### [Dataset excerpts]
--------------------------------

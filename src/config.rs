//! Renderer configuration.
//!
//! [`RenderConfig`] collects every knob the renderer core reads at startup.
//! Values are plain data so applications can build them from whatever
//! source they like and hand them to [`crate::flow::run`] or
//! [`crate::render::Renderer::new`].

use crate::tables::material::DenseIndexing;

/// Number of frames the CPU may run ahead of the device.
///
/// Every [`crate::buffers::FrameRing`] is sized with this many slots. The
/// value must cover the deepest pipeline the device can keep in flight,
/// otherwise a slot could be rewritten while a previous frame still reads it.
pub const FRAMES_IN_FLIGHT: usize = 3;

/// Default length of the bindless texture array.
pub const DEFAULT_MAX_TEXTURES: u32 = 1024;

#[derive(Clone, Debug)]
pub struct RenderConfig {
    pub frames_in_flight: usize,
    pub max_textures: u32,
    pub clear_colour: wgpu::Color,
    pub material_indexing: DenseIndexing,
    pub event_queue_capacity: usize,
    pub present_mode: wgpu::PresentMode,
    pub power_preference: wgpu::PowerPreference,
}

impl Default for RenderConfig {
    fn default() -> Self {
        Self {
            frames_in_flight: FRAMES_IN_FLIGHT,
            max_textures: DEFAULT_MAX_TEXTURES,
            clear_colour: wgpu::Color::BLACK,
            material_indexing: DenseIndexing::Stable,
            event_queue_capacity: 256,
            present_mode: wgpu::PresentMode::AutoVsync,
            power_preference: wgpu::PowerPreference::default(),
        }
    }
}

impl RenderConfig {
    pub fn with_frames_in_flight(mut self, frames: usize) -> Self {
        self.frames_in_flight = frames;
        self
    }

    pub fn with_max_textures(mut self, max_textures: u32) -> Self {
        self.max_textures = max_textures;
        self
    }

    pub fn with_clear_colour(mut self, colour: wgpu::Color) -> Self {
        self.clear_colour = colour;
        self
    }

    pub fn with_material_indexing(mut self, indexing: DenseIndexing) -> Self {
        self.material_indexing = indexing;
        self
    }

    pub fn with_event_queue_capacity(mut self, capacity: usize) -> Self {
        self.event_queue_capacity = capacity;
        self
    }

    pub fn with_power_preference(mut self, preference: wgpu::PowerPreference) -> Self {
        self.power_preference = preference;
        self
    }

    pub fn with_present_mode(mut self, mode: wgpu::PresentMode) -> Self {
        self.present_mode = mode;
        self
    }

    /// Surface latency derived from the ring depth.
    ///
    /// One slot is always owned by the CPU while it records the next frame,
    /// so the swap chain may hold at most `frames_in_flight - 1` frames.
    pub fn surface_latency(&self) -> u32 {
        self.frames_in_flight.saturating_sub(1).max(1) as u32
    }

    /// Abort on configurations the ring discipline cannot honour.
    pub fn validate(&self) {
        crate::require!(
            self.frames_in_flight >= 1,
            "frames_in_flight must be at least 1, got {}",
            self.frames_in_flight
        );
        crate::require!(self.max_textures >= 1, "max_textures must be at least 1");
        crate::require!(
            self.event_queue_capacity >= 1,
            "event_queue_capacity must be at least 1"
        );
        if self.frames_in_flight < 2 {
            log::warn!(
                "frames_in_flight = {} serialises CPU and GPU work",
                self.frames_in_flight
            );
        }
    }
}
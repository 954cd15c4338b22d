use crate::{
    buffers::MirroredBuffer,
    data_structures::texture::TextureData,
    device::{BufferRole, DeviceTexture, GraphicsDevice},
};

/// Index of a texture in the bindless texture array.
///
/// Handles are dense and append-only: once handed out a handle keeps
/// naming the same slot until the table is dropped. Only render targets
/// swap the texture behind their own handles, see [`TextureTable::replace`].
#[derive(Clone, Copy, Debug, PartialEq, Eq, PartialOrd, Ord, Hash)]
pub struct TextureHandle(u32);

impl TextureHandle {
    pub fn index(self) -> u32 {
        self.0
    }

    pub(crate) fn from_index(index: u32) -> TextureHandle {
        TextureHandle(index)
    }

    /// The handle `n` positions after this one.
    pub fn offset(self, n: u32) -> TextureHandle {
        TextureHandle(self.0 + n)
    }
}

pub const TEXTURE_SAMPLEABLE: u32 = 1;

/// Shader-visible description of a texture array element.
#[repr(C)]
#[derive(Debug, Copy, Clone, PartialEq, Eq, bytemuck::Pod, bytemuck::Zeroable)]
pub struct TextureRecord {
    pub width: u32,
    pub height: u32,
    pub format: u32,
    pub flags: u32,
}

impl TextureRecord {
    fn of<T: DeviceTexture>(texture: &T) -> Self {
        let format = texture.format();
        Self {
            width: texture.width(),
            height: texture.height(),
            format: format.id(),
            flags: if format.is_sampleable() {
                TEXTURE_SAMPLEABLE
            } else {
                0
            },
        }
    }

    pub fn is_sampleable(&self) -> bool {
        self.flags & TEXTURE_SAMPLEABLE != 0
    }
}

/// Every texture the renderer can reference by handle.
///
/// Slots stay allocated until the table is dropped; there is no removal.
pub struct TextureTable<D: GraphicsDevice> {
    device: D,
    textures: Vec<D::Texture>,
    records: MirroredBuffer<TextureRecord, D>,
}

impl<D: GraphicsDevice> TextureTable<D> {
    pub fn new(device: D) -> Self {
        Self {
            records: MirroredBuffer::new(device.clone(), BufferRole::Storage, "bindless_textures"),
            device,
            textures: Vec::new(),
        }
    }

    pub fn add(&mut self, texture: D::Texture) -> TextureHandle {
        let handle = TextureHandle(self.textures.len() as u32);
        self.records.append(&[TextureRecord::of(&texture)]);
        self.textures.push(texture);
        handle
    }

    /// Append a contiguous block of textures and return the first handle.
    pub fn add_all(&mut self, textures: Vec<D::Texture>) -> TextureHandle {
        let first = TextureHandle(self.textures.len() as u32);
        let records: Vec<_> = textures.iter().map(TextureRecord::of).collect();
        self.records.append(&records);
        self.textures.extend(textures);
        first
    }

    /// Create a device texture without adding it, for blocks passed to
    /// [`TextureTable::add_all`].
    pub fn create_texture(&self, data: &TextureData, label: &str) -> D::Texture {
        self.device.create_texture(data, label)
    }

    /// Create a device texture from decoded data and add it.
    pub fn create(&mut self, data: &TextureData, label: &str) -> TextureHandle {
        let texture = self.device.create_texture(data, label);
        log::debug!(
            "Texture {label}: {}x{} {}",
            data.width,
            data.height,
            data.format
        );
        self.add(texture)
    }

    /// Swap the texture behind `handle`, keeping the handle valid.
    ///
    /// The previous texture is returned so the caller decides when it may
    /// be released.
    pub fn replace(&mut self, handle: TextureHandle, texture: D::Texture) -> D::Texture {
        crate::require!(
            (handle.0 as usize) < self.textures.len(),
            "cannot replace texture handle {} ({} textures)",
            handle.0,
            self.textures.len()
        );
        self.records
            .set(handle.0 as usize, TextureRecord::of(&texture));
        std::mem::replace(&mut self.textures[handle.0 as usize], texture)
    }

    /// Texture behind `handle`. Handles from another table are fatal.
    pub fn get(&self, handle: TextureHandle) -> &D::Texture {
        crate::require!(
            (handle.0 as usize) < self.textures.len(),
            "texture handle {} out of range ({} textures)",
            handle.0,
            self.textures.len()
        );
        &self.textures[handle.0 as usize]
    }

    pub fn get_many(&self, handles: &[TextureHandle]) -> Vec<&D::Texture> {
        handles.iter().map(|&h| self.get(h)).collect()
    }

    pub fn len(&self) -> usize {
        self.textures.len()
    }

    pub fn is_empty(&self) -> bool {
        self.textures.is_empty()
    }

    pub fn textures(&self) -> &[D::Texture] {
        &self.textures
    }

    pub fn records(&self) -> &[TextureRecord] {
        self.records.as_slice()
    }

    pub fn record_buffer(&self) -> &D::Buffer {
        self.records.buffer().raw()
    }
}
//! Resource tables.
//!
//! Each table owns the CPU-side records of one resource kind and mirrors
//! them into device memory. Consumers hold small handles ([`MeshView`],
//! [`MaterialKey`], [`TextureHandle`]); shaders index the mirrors with
//! dense integers.

pub mod material;
pub mod mesh;
pub mod texture;

pub use material::{DenseIndexing, MaterialData, MaterialKey, MaterialTable};
pub use mesh::{MeshTable, MeshView};
pub use texture::{TextureHandle, TextureRecord, TextureTable};

use crate::device::GraphicsDevice;

/// The three tables an application populates and the renderer reads.
pub struct ResourceTables<D: GraphicsDevice> {
    pub meshes: MeshTable<D>,
    pub materials: MaterialTable<MaterialData, D>,
    pub textures: TextureTable<D>,
}

impl<D: GraphicsDevice> ResourceTables<D> {
    pub fn new(device: D, indexing: DenseIndexing) -> Self {
        Self {
            meshes: MeshTable::new(device.clone()),
            materials: MaterialTable::new(device.clone(), indexing),
            textures: TextureTable::new(device),
        }
    }
}
use crate::{
    data_structures::texture::{TextureData, TextureFormat},
    device::{DeviceTexture, GraphicsDevice},
    tables::{TextureHandle, TextureTable},
};

/// Most colour attachments a target may have.
pub const MAX_COLOR_ATTACHMENTS: usize = 8;

pub const GBUFFER_FORMATS: [TextureFormat; 4] = [
    TextureFormat::Rgba,    // albedo
    TextureFormat::Rgba16F, // normal
    TextureFormat::Rgba,    // material
    TextureFormat::Rgba32F, // world position
];
pub const LIGHTING_FORMAT: TextureFormat = TextureFormat::Rgba;
pub const DEPTH_FORMAT: TextureFormat = TextureFormat::Depth;

/// An off-screen target whose attachments live in the texture table.
///
/// Colour attachments occupy consecutive handles starting at
/// `first_color`, so later passes can address them by index.
#[derive(Clone, Debug, PartialEq)]
pub struct RenderTarget {
    first_color: TextureHandle,
    color_formats: Vec<TextureFormat>,
    depth: TextureHandle,
    width: u32,
    height: u32,
    label: String,
}

impl RenderTarget {
    pub fn new<D: GraphicsDevice>(
        textures: &mut TextureTable<D>,
        width: u32,
        height: u32,
        color_formats: &[TextureFormat],
        label: &str,
    ) -> Self {
        crate::require!(
            !color_formats.is_empty(),
            "{label}: a render target needs at least one colour attachment"
        );
        crate::require!(
            color_formats.len() <= MAX_COLOR_ATTACHMENTS,
            "{label}: {} colour attachments, at most {} are supported",
            color_formats.len(),
            MAX_COLOR_ATTACHMENTS
        );
        crate::require!(
            color_formats.iter().all(|f| !f.is_depth()),
            "{label}: depth formats cannot be colour attachments"
        );
        crate::require!(width > 0 && height > 0, "{label}: empty render target {width}x{height}");

        let colors: Vec<_> = color_formats
            .iter()
            .enumerate()
            .map(|(i, &format)| {
                textures.create_texture(
                    &TextureData::empty(width, height, format),
                    &format!("{label}_color{i}"),
                )
            })
            .collect();
        let first_color = textures.add_all(colors);
        let depth = textures.create(
            &TextureData::empty(width, height, DEPTH_FORMAT),
            &format!("{label}_depth"),
        );

        let target = Self {
            first_color,
            color_formats: color_formats.to_vec(),
            depth,
            width,
            height,
            label: label.to_string(),
        };
        target.validate(textures);
        log::debug!(
            "Render target {label}: {width}x{height}, {} colour attachments from {:?}",
            target.color_count(),
            first_color
        );
        target
    }

    /// The deferred renderer's G-buffer.
    pub fn gbuffer<D: GraphicsDevice>(textures: &mut TextureTable<D>, width: u32, height: u32) -> Self {
        Self::new(textures, width, height, &GBUFFER_FORMATS, "gbuffer")
    }

    pub fn lighting<D: GraphicsDevice>(textures: &mut TextureTable<D>, width: u32, height: u32) -> Self {
        Self::new(textures, width, height, &[LIGHTING_FORMAT], "lighting_target")
    }

    /// Rebuild every attachment at a new size behind the same handles.
    ///
    /// Returns false when the size is unchanged or empty and nothing was
    /// rebuilt.
    pub fn resize<D: GraphicsDevice>(
        &mut self,
        textures: &mut TextureTable<D>,
        width: u32,
        height: u32,
    ) -> bool {
        if width == 0 || height == 0 || (width == self.width && height == self.height) {
            return false;
        }
        let attachments: Vec<_> = self
            .colors()
            .zip(self.color_formats.iter().copied())
            .enumerate()
            .map(|(i, (handle, format))| (handle, format, format!("{}_color{i}", self.label)))
            .chain(std::iter::once((
                self.depth,
                DEPTH_FORMAT,
                format!("{}_depth", self.label),
            )))
            .collect();
        for (handle, format, label) in attachments {
            let texture = textures.create_texture(&TextureData::empty(width, height, format), &label);
            textures.replace(handle, texture);
        }
        self.width = width;
        self.height = height;
        self.validate(textures);
        log::debug!("Render target {}: resized to {width}x{height}", self.label);
        true
    }

    fn validate<D: GraphicsDevice>(&self, textures: &TextureTable<D>) {
        for handle in self.handles() {
            let texture = textures.get(handle);
            crate::require!(
                texture.width() == self.width && texture.height() == self.height,
                "{}: attachment {:?} is {}x{}, target is {}x{}",
                self.label,
                handle,
                texture.width(),
                texture.height(),
                self.width,
                self.height
            );
        }
    }

    pub fn color(&self, index: usize) -> TextureHandle {
        crate::require!(
            index < self.color_count(),
            "{}: colour attachment {index} out of range",
            self.label
        );
        self.first_color.offset(index as u32)
    }

    pub fn colors(&self) -> impl Iterator<Item = TextureHandle> + '_ {
        (0..self.color_count()).map(|i| self.first_color.offset(i as u32))
    }

    /// Every attachment, colour first, depth last.
    pub fn handles(&self) -> impl Iterator<Item = TextureHandle> + '_ {
        self.colors().chain(std::iter::once(self.depth))
    }

    pub fn contains(&self, handle: TextureHandle) -> bool {
        handle == self.depth
            || (handle >= self.first_color && handle.index() < self.first_color.index() + self.color_count() as u32)
    }

    pub fn first_color(&self) -> TextureHandle {
        self.first_color
    }

    pub fn color_count(&self) -> usize {
        self.color_formats.len()
    }

    pub fn color_formats(&self) -> &[TextureFormat] {
        &self.color_formats
    }

    pub fn depth(&self) -> TextureHandle {
        self.depth
    }

    pub fn width(&self) -> u32 {
        self.width
    }

    pub fn height(&self) -> u32 {
        self.height
    }

    pub fn label(&self) -> &str {
        &self.label
    }
}

#[cfg(test)]
mod tests {
    use super::*;
    use crate::device::HostDevice;

    #[test]
    fn attachments_are_consecutive_table_entries() {
        let mut textures = TextureTable::new(HostDevice::new());
        let white = textures.create(&TextureData::solid([255; 4]), "white");
        let gbuffer = RenderTarget::gbuffer(&mut textures, 64, 32);

        assert_eq!(gbuffer.first_color().index(), 1);
        assert_eq!(gbuffer.color(3).index(), 4);
        assert_eq!(gbuffer.depth().index(), 5);
        assert_eq!(textures.len(), 6);
        assert!(gbuffer.contains(gbuffer.color(2)));
        assert!(!gbuffer.contains(white));
        assert!(!textures.records()[5].is_sampleable());
    }

    #[test]
    #[should_panic(expected = "at least one colour attachment")]
    fn targets_without_colour_are_fatal() {
        let mut textures = TextureTable::new(HostDevice::new());
        RenderTarget::new(&mut textures, 8, 8, &[], "empty");
    }

    #[test]
    #[should_panic(expected = "at most 8")]
    fn too_many_attachments_are_fatal() {
        let mut textures = TextureTable::new(HostDevice::new());
        RenderTarget::new(&mut textures, 8, 8, &[TextureFormat::Rgba; 9], "wide");
    }

    #[test]
    fn eight_attachments_are_allowed() {
        let mut textures = TextureTable::new(HostDevice::new());
        let wide = RenderTarget::new(&mut textures, 8, 8, &[TextureFormat::Rgba; 8], "wide");
        assert_eq!(wide.color_count(), 8);
        assert_eq!(textures.len(), 9);
    }

    #[test]
    fn resizing_keeps_handles_and_table_size() {
        let mut textures = TextureTable::new(HostDevice::new());
        let mut gbuffer = RenderTarget::gbuffer(&mut textures, 800, 600);
        let handles: Vec<_> = gbuffer.handles().collect();

        for step in 1..=200 {
            assert!(gbuffer.resize(&mut textures, 800 + step, 600));
        }
        assert_eq!(textures.len(), 5);
        assert_eq!(gbuffer.handles().collect::<Vec<_>>(), handles);
        assert_eq!((gbuffer.width(), gbuffer.height()), (1000, 600));
        for handle in gbuffer.handles() {
            assert_eq!(textures.get(handle).width(), 1000);
            assert_eq!(textures.records()[handle.index() as usize].width, 1000);
        }
        assert!(!textures.records()[gbuffer.depth().index() as usize].is_sampleable());
    }

    #[test]
    fn same_or_empty_sizes_are_ignored() {
        let mut textures = TextureTable::new(HostDevice::new());
        let mut lighting = RenderTarget::lighting(&mut textures, 64, 32);
        assert!(!lighting.resize(&mut textures, 64, 32));
        assert!(!lighting.resize(&mut textures, 0, 32));
        assert_eq!((lighting.width(), lighting.height()), (64, 32));
    }
}
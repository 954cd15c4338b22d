#![cfg(feature = "integration-tests")]

use cgmath::{Point3, Vector3};
use defer_ngin::{
    commands::DrawIndexedIndirect,
    config::RenderConfig,
    context::{Context, HEADLESS_FORMAT},
    data_structures::{
        camera::Camera,
        light::{Color, PointLight},
        mesh::MeshData,
        scene::{Entity, Scene},
        texture::TextureData,
    },
    device::Gpu,
    render::Renderer,
    tables::{MaterialData, ResourceTables},
};

use crate::common::test_utils::init_logger;
mod common;

const WIDTH: u32 = 64;
const HEIGHT: u32 = 64;

fn output_texture(gpu: &Gpu) -> wgpu::Texture {
    gpu.device.create_texture(&wgpu::TextureDescriptor {
        label: Some("Test Output Texture"),
        size: wgpu::Extent3d {
            width: WIDTH,
            height: HEIGHT,
            depth_or_array_layers: 1,
        },
        mip_level_count: 1,
        sample_count: 1,
        dimension: wgpu::TextureDimension::D2,
        format: HEADLESS_FORMAT,
        usage: wgpu::TextureUsages::RENDER_ATTACHMENT | wgpu::TextureUsages::COPY_SRC,
        view_formats: &[],
    })
}

#[test]
fn renders_frames_headless() {
    init_logger();
    let config = RenderConfig::default().with_max_textures(64);
    let ctx = futures::executor::block_on(Context::headless(WIDTH, HEIGHT, &config))
        .expect("headless context");
    let mut tables = ResourceTables::new(ctx.gpu.clone(), config.material_indexing);

    let white = tables.textures.create(&TextureData::solid([255; 4]), "white");
    let material = tables
        .materials
        .add(MaterialData::new(white.index(), white.index(), white.index()));
    let cube = tables.meshes.load(&MeshData::cube());

    let mut scene = Scene::new(Camera::perspective(
        Point3::new(0.0, 0.0, 3.0),
        cgmath::Deg(45.0),
        WIDTH as f32,
        HEIGHT as f32,
        0.1,
        100.0,
    ));
    scene.entities.push(Entity::new("cube", cube, material));
    scene
        .lights
        .points
        .push(PointLight::new(Vector3::new(1.0, 2.0, 3.0), Color::WHITE));

    let mut renderer = Renderer::new(&ctx, &mut tables, config.clone(), None);
    let output = output_texture(&ctx.gpu);
    let view = output.create_view(&wgpu::TextureViewDescriptor::default());

    renderer.render_to_view(&view, &mut scene, &mut tables);
    renderer.render_to_view(&view, &mut scene, &mut tables);
    assert_eq!(renderer.frame_index(), 2);

    // The first frame wrote slot 0 of the geometry command ring.
    let commands = futures::executor::block_on(
        ctx.gpu.read_back(renderer.geometry_commands().ring().raw()),
    )
    .expect("read back geometry commands");
    let first: DrawIndexedIndirect =
        bytemuck::pod_read_unaligned(&commands[..DrawIndexedIndirect::SIZE as usize]);
    assert_eq!(first.index_count, 36);
    assert_eq!(first.first_index, cube.index_offset);
    assert_eq!(first.first_instance, 0);
}
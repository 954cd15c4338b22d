//! Vertex layout and decoded mesh streams.

use std::mem;

/// A single vertex as stored in the shared vertex arena.
#[repr(C)]
#[derive(Copy, Clone, Debug, Default, PartialEq, bytemuck::Pod, bytemuck::Zeroable)]
pub struct Vertex {
    pub position: [f32; 3],
    pub normal: [f32; 3],
    pub uv: [f32; 2],
}

impl Vertex {
    pub const fn new(position: [f32; 3], normal: [f32; 3], uv: [f32; 2]) -> Self {
        Self {
            position,
            normal,
            uv,
        }
    }

    pub fn desc() -> wgpu::VertexBufferLayout<'static> {
        wgpu::VertexBufferLayout {
            array_stride: mem::size_of::<Vertex>() as wgpu::BufferAddress,
            step_mode: wgpu::VertexStepMode::Vertex,
            attributes: &[
                wgpu::VertexAttribute {
                    offset: 0,
                    shader_location: 0,
                    format: wgpu::VertexFormat::Float32x3,
                },
                wgpu::VertexAttribute {
                    offset: mem::size_of::<[f32; 3]>() as wgpu::BufferAddress,
                    shader_location: 1,
                    format: wgpu::VertexFormat::Float32x3,
                },
                wgpu::VertexAttribute {
                    offset: mem::size_of::<[f32; 6]>() as wgpu::BufferAddress,
                    shader_location: 2,
                    format: wgpu::VertexFormat::Float32x2,
                },
            ],
        }
    }
}

/// Decoded vertex and index streams of one mesh.
///
/// Indices are local to `vertices`; the mesh table rebases them with the
/// draw's base vertex.
#[derive(Clone, Debug, Default, PartialEq)]
pub struct MeshData {
    pub vertices: Vec<Vertex>,
    pub indices: Vec<u32>,
}

impl MeshData {
    pub fn new(vertices: Vec<Vertex>, indices: Vec<u32>) -> Self {
        Self { vertices, indices }
    }

    /// A single triangle in the z = 0 plane facing +z.
    pub fn triangle() -> Self {
        let normal = [0.0, 0.0, 1.0];
        Self::new(
            vec![
                Vertex::new([-0.5, -0.5, 0.0], normal, [0.0, 1.0]),
                Vertex::new([0.5, -0.5, 0.0], normal, [1.0, 1.0]),
                Vertex::new([0.0, 0.5, 0.0], normal, [0.5, 0.0]),
            ],
            vec![0, 1, 2],
        )
    }

    /// A quad covering clip space, used by full-screen passes.
    pub fn screen_quad() -> Self {
        let normal = [0.0, 0.0, 1.0];
        Self::new(
            vec![
                Vertex::new([-1.0, -1.0, 0.0], normal, [0.0, 1.0]),
                Vertex::new([1.0, -1.0, 0.0], normal, [1.0, 1.0]),
                Vertex::new([1.0, 1.0, 0.0], normal, [1.0, 0.0]),
                Vertex::new([-1.0, 1.0, 0.0], normal, [0.0, 0.0]),
            ],
            vec![0, 1, 2, 0, 2, 3],
        )
    }

    /// An axis aligned unit cube centered at the origin.
    pub fn cube() -> Self {
        const FACES: [([f32; 3], [f32; 3], [f32; 3]); 6] = [
            // normal, u axis, v axis
            ([0.0, 0.0, 1.0], [1.0, 0.0, 0.0], [0.0, 1.0, 0.0]),
            ([0.0, 0.0, -1.0], [-1.0, 0.0, 0.0], [0.0, 1.0, 0.0]),
            ([1.0, 0.0, 0.0], [0.0, 0.0, -1.0], [0.0, 1.0, 0.0]),
            ([-1.0, 0.0, 0.0], [0.0, 0.0, 1.0], [0.0, 1.0, 0.0]),
            ([0.0, 1.0, 0.0], [1.0, 0.0, 0.0], [0.0, 0.0, -1.0]),
            ([0.0, -1.0, 0.0], [1.0, 0.0, 0.0], [0.0, 0.0, 1.0]),
        ];
        let mut vertices = Vec::with_capacity(24);
        let mut indices = Vec::with_capacity(36);
        for (n, u, v) in FACES {
            let base = vertices.len() as u32;
            for (su, sv, uv) in [
                (-0.5, -0.5, [0.0, 1.0]),
                (0.5, -0.5, [1.0, 1.0]),
                (0.5, 0.5, [1.0, 0.0]),
                (-0.5, 0.5, [0.0, 0.0]),
            ] {
                let position = [
                    n[0] * 0.5 + u[0] * su + v[0] * sv,
                    n[1] * 0.5 + u[1] * su + v[1] * sv,
                    n[2] * 0.5 + u[2] * su + v[2] * sv,
                ];
                vertices.push(Vertex::new(position, n, uv));
            }
            indices.extend_from_slice(&[base, base + 1, base + 2, base, base + 2, base + 3]);
        }
        Self::new(vertices, indices)
    }
}

impl std::fmt::Display for MeshData {
    fn fmt(&self, f: &mut std::fmt::Formatter<'_>) -> std::fmt::Result {
        write!(
            f,
            "Mesh data: v {}, i {}",
            self.vertices.len(),
            self.indices.len()
        )
    }
}

#[cfg(test)]
mod tests {
    use super::*;

    #[test]
    fn vertex_layout_matches_stride() {
        assert_eq!(mem::size_of::<Vertex>(), 32);
        assert_eq!(Vertex::desc().array_stride, 32);
    }

    #[test]
    fn cube_indices_stay_in_range() {
        let cube = MeshData::cube();
        assert_eq!(cube.vertices.len(), 24);
        assert_eq!(cube.indices.len(), 36);
        assert!(cube.indices.iter().all(|&i| (i as usize) < cube.vertices.len()));
    }
}
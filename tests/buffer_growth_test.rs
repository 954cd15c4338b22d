use defer_ngin::{
    buffers::{GrowableBuffer, MirroredBuffer},
    device::{BufferRole, DeviceBuffer, HostDevice},
};

use crate::common::test_utils::{init_logger, read_u32s};
mod common;

/// Smallest `initial * 2^k` that holds `size`.
fn expected_capacity(initial: u64, size: u64) -> u64 {
    let mut capacity = initial;
    while capacity < size {
        capacity *= 2;
    }
    capacity
}

#[test]
fn capacity_tracks_cumulative_size() {
    init_logger();
    let device = HostDevice::new();
    let mut mirror: MirroredBuffer<u32, _> =
        MirroredBuffer::new(device.clone(), BufferRole::Storage, "growth");
    assert_eq!(mirror.buffer().capacity(), 4);

    let mut next = 0u32;
    for batch in [1usize, 1, 3, 7, 2, 20, 1] {
        let items: Vec<u32> = (next..next + batch as u32).collect();
        next += batch as u32;
        mirror.append(&items);

        let size = mirror.len() as u64 * 4;
        assert_eq!(mirror.buffer().capacity(), expected_capacity(4, size));
    }

    // Content written before each reallocation survived it.
    let expected: Vec<u32> = (0..next).collect();
    assert_eq!(read_u32s(mirror.buffer().raw(), 0, expected.len()), expected);
    assert_eq!(mirror.as_slice(), expected.as_slice());
}

#[test]
fn appends_without_growth_upload_only_the_tail() {
    init_logger();
    let device = HostDevice::new();
    let mut mirror: MirroredBuffer<u32, _> =
        MirroredBuffer::new(device.clone(), BufferRole::Storage, "tail");
    mirror.append(&[1, 2, 3, 4]);
    let before = device.stats();

    // 4 elements live in a 16 byte block; growing to 32 re-uploads all 5.
    mirror.append(&[5]);
    let grown = device.stats();
    assert_eq!(grown.bytes_written - before.bytes_written, 20);
    assert_eq!(grown.drains, before.drains + 1);

    // Room for 8 now: the next append writes 4 bytes.
    mirror.append(&[6]);
    let after = device.stats();
    assert_eq!(after.bytes_written - grown.bytes_written, 4);
    assert_eq!(after.drains, grown.drains);
}

#[test]
fn reserve_drains_before_reallocating() {
    init_logger();
    let device = HostDevice::new();
    let mut buffer = GrowableBuffer::new(device.clone(), 16, BufferRole::Vertex, "vertices");

    assert!(!buffer.reserve(16));
    assert_eq!(device.stats().drains, 0);
    assert_eq!(buffer.generation(), 0);

    assert!(buffer.reserve(100));
    assert_eq!(buffer.capacity(), 128);
    assert_eq!(buffer.raw().size(), 128);
    assert_eq!(buffer.generation(), 1);
    assert_eq!(device.stats().drains, 1);
    assert_eq!(device.stats().buffers_created, 2);
}

#[test]
fn replace_uploads_the_whole_mirror() {
    init_logger();
    let device = HostDevice::new();
    let mut mirror: MirroredBuffer<u32, _> =
        MirroredBuffer::new(device, BufferRole::Storage, "replace");
    mirror.append(&[9, 9, 9]);
    mirror.replace(vec![1, 2]);
    assert_eq!(mirror.len(), 2);
    assert_eq!(read_u32s(mirror.buffer().raw(), 0, 2), vec![1, 2]);
}

#[test]
#[should_panic(expected = "overflows")]
fn writing_past_capacity_is_fatal() {
    init_logger();
    let mut buffer = GrowableBuffer::new(HostDevice::new(), 8, BufferRole::Storage, "small");
    buffer.write(&[0; 12], 0);
}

--------------------------------

### [Problem description]
Your answer should consist of each line of the data above in which the word "PowerPreference" occurs.

### [Task result]
    pub power_preference: wgpu::PowerPreference,
            power_preference: wgpu::PowerPreference::default(),
    pub fn with_power_preference(mut self, preference: wgpu::PowerPreference) -> Self {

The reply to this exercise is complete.